Click a pattern to use it.

How it works

Regular expressions are patterns used to match character combinations in strings. This tester uses the browser's native RegExp engine, so results are identical to what your JavaScript code would produce.

Type a pattern, choose your flags, and paste a test string. Matches are highlighted in real time. Each match shows its text, index position, and any capture groups defined with parentheses.
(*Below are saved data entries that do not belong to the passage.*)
impl NarrowbandChain {
    fn new(settings: ChainSettings, rates: ChainRates, offset_hz: f64) -> Self {
        let frontend = Frontend::new(rates, offset_hz);
        Self {
            decim: Boxcar::new(frontend.decimation()),
            demod: NarrowDemod::for_settings(&settings, rates.audio),
            agc: SimpleAgc::new(rates.audio as f32),
            frontend,
            settings,
            baseband: Vec::new(),
            audio: Vec::new(),
            quadrature: Vec::new(),
        }
    }

    fn set_settings(&mut self, settings: ChainSettings) {
        let rebuild_demod = settings.mode != self.settings.mode
            || settings.filter_low != self.settings.filter_low
            || settings.filter_high != self.settings.filter_high;
        self.settings = settings;
        if rebuild_demod {
            self.demod = NarrowDemod::for_settings(&self.settings, self.frontend.rates.audio);
        }
    }

    fn process(&mut self, iq: &[Complex32], out: &mut StereoBuffer) {
        self.frontend.mix(iq);
        self.decim.process(&self.frontend.mixed, &mut self.baseband);
        let n = self.baseband.len();
        self.audio.clear();
        self.audio.resize(n, 0.0);
        match &mut self.demod {
            NarrowDemod::Envelope(dc) => {
                am_envelope(&self.baseband, &mut self.audio);
                dc.process(&mut self.audio);
            }
            NarrowDemod::Discriminator(prev) => {
                *prev = polar_discriminator_fm(&self.baseband, *prev, &mut self.audio);
            }
            NarrowDemod::Sideband(sel) => sel.process(&self.baseband, &mut self.audio),
            NarrowDemod::Raw => {
                real_part(&self.baseband, &mut self.audio);
                self.quadrature.clear();
                self.quadrature.extend(self.baseband.iter().map(|v| v.im));
                let open = squelch_open(&self.settings, block_power_db(&self.baseband));
                let gain = if open && !self.settings.mute {
                    db_to_gain(self.settings.gain_db)
                } else {
                    0.0
                };
                for (i, q) in self.audio.iter().zip(self.quadrature.iter()) {
                    out.push(*i * gain, *q * gain);
                }
                return;
            }
        }
        let power = block_power_db(&self.baseband);
        finish(&self.settings, &mut self.agc, power, &mut self.audio, out);
    }
}

pub struct WidebandChain {
    settings: ChainSettings,
    frontend: Frontend,
    prev: Complex32,
    disc: Vec<f32>,
    decim: Boxcar<f32>,
    deemphasis: Deemphasis,
    agc: SimpleAgc,
    audio: Vec<f32>,
}

impl WidebandChain {
    fn new(settings: ChainSettings, rates: ChainRates, offset_hz: f64) -> Self {
        let frontend = Frontend::new(rates, offset_hz);
        Self {
            decim: Boxcar::new(frontend.decimation()),
            deemphasis: Deemphasis::new(settings.deemphasis_us, rates.audio as f32),
            agc: SimpleAgc::new(rates.audio as f32),
            prev: Complex32::new(1.0, 0.0),
            frontend,
            settings,
            disc: Vec::new(),
            audio: Vec::new(),
        }
    }

    fn set_settings(&mut self, settings: ChainSettings) {
        if settings.deemphasis_us != self.settings.deemphasis_us {
            self.deemphasis =
                Deemphasis::new(settings.deemphasis_us, self.frontend.rates.audio as f32);
        }
        self.settings = settings;
    }

    fn process(&mut self, iq: &[Complex32], out: &mut StereoBuffer) {
        self.frontend.mix(iq);
        let mixed = &self.frontend.mixed;
        self.disc.clear();
        self.disc.resize(mixed.len(), 0.0);
        self.prev = polar_discriminator_fm(mixed, self.prev, &mut self.disc);
        self.decim.process(&self.disc, &mut self.audio);
        self.deemphasis.process(&mut self.audio);
        let power = block_power_db(mixed);
        finish(&self.settings, &mut self.agc, power, &mut self.audio, out);
    }
}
The common patterns sidebar provides battle-tested patterns for email, URL, phone, date, and IP address matching. Click any pattern to load it into the tester.

FAQ

What is a regular expression (regex)?
A regular expression is a sequence of characters that defines a search pattern. It is used for pattern matching within strings — finding, replacing, or validating text. Nearly every programming language supports regex.
What are common regex patterns?
Email: [a-zA-Z0-9._%+-]+@[a-zA-Z0-9.-]+\.[a-zA-Z]{2,}. URL: https?://[^\s]+. Phone: \d{3}-\d{3}-\d{4}. Date: \d{4}-\d{2}-\d{2}. IP address: \b(?:\d{1,3}\.){3}\d{1,3}\b.
What do regex flags mean?
g (global) finds all matches instead of stopping after the first. i (case-insensitive) ignores letter case. m (multiline) makes ^ and $ match line boundaries. s (dotAll) makes the dot match newlines too.
When should I use regex vs string methods?
Use simple string methods (includes, startsWith, indexOf) for literal text searches. Use regex when you need pattern matching, character classes, quantifiers, or capture groups. Regex is more powerful but harder to read and debug.
How do I match an email or URL?
Use the common patterns provided in the sidebar. Note that truly RFC-compliant email validation requires extremely complex patterns. For most applications, a simpler pattern plus server-side verification is the practical approach.
Is regex slow?
Simple patterns are fast. Catastrophic backtracking can occur with nested quantifiers like (a+)+b on certain inputs, causing exponential time. Avoid nested repetitions and use atomic groups or possessive quantifiers when available.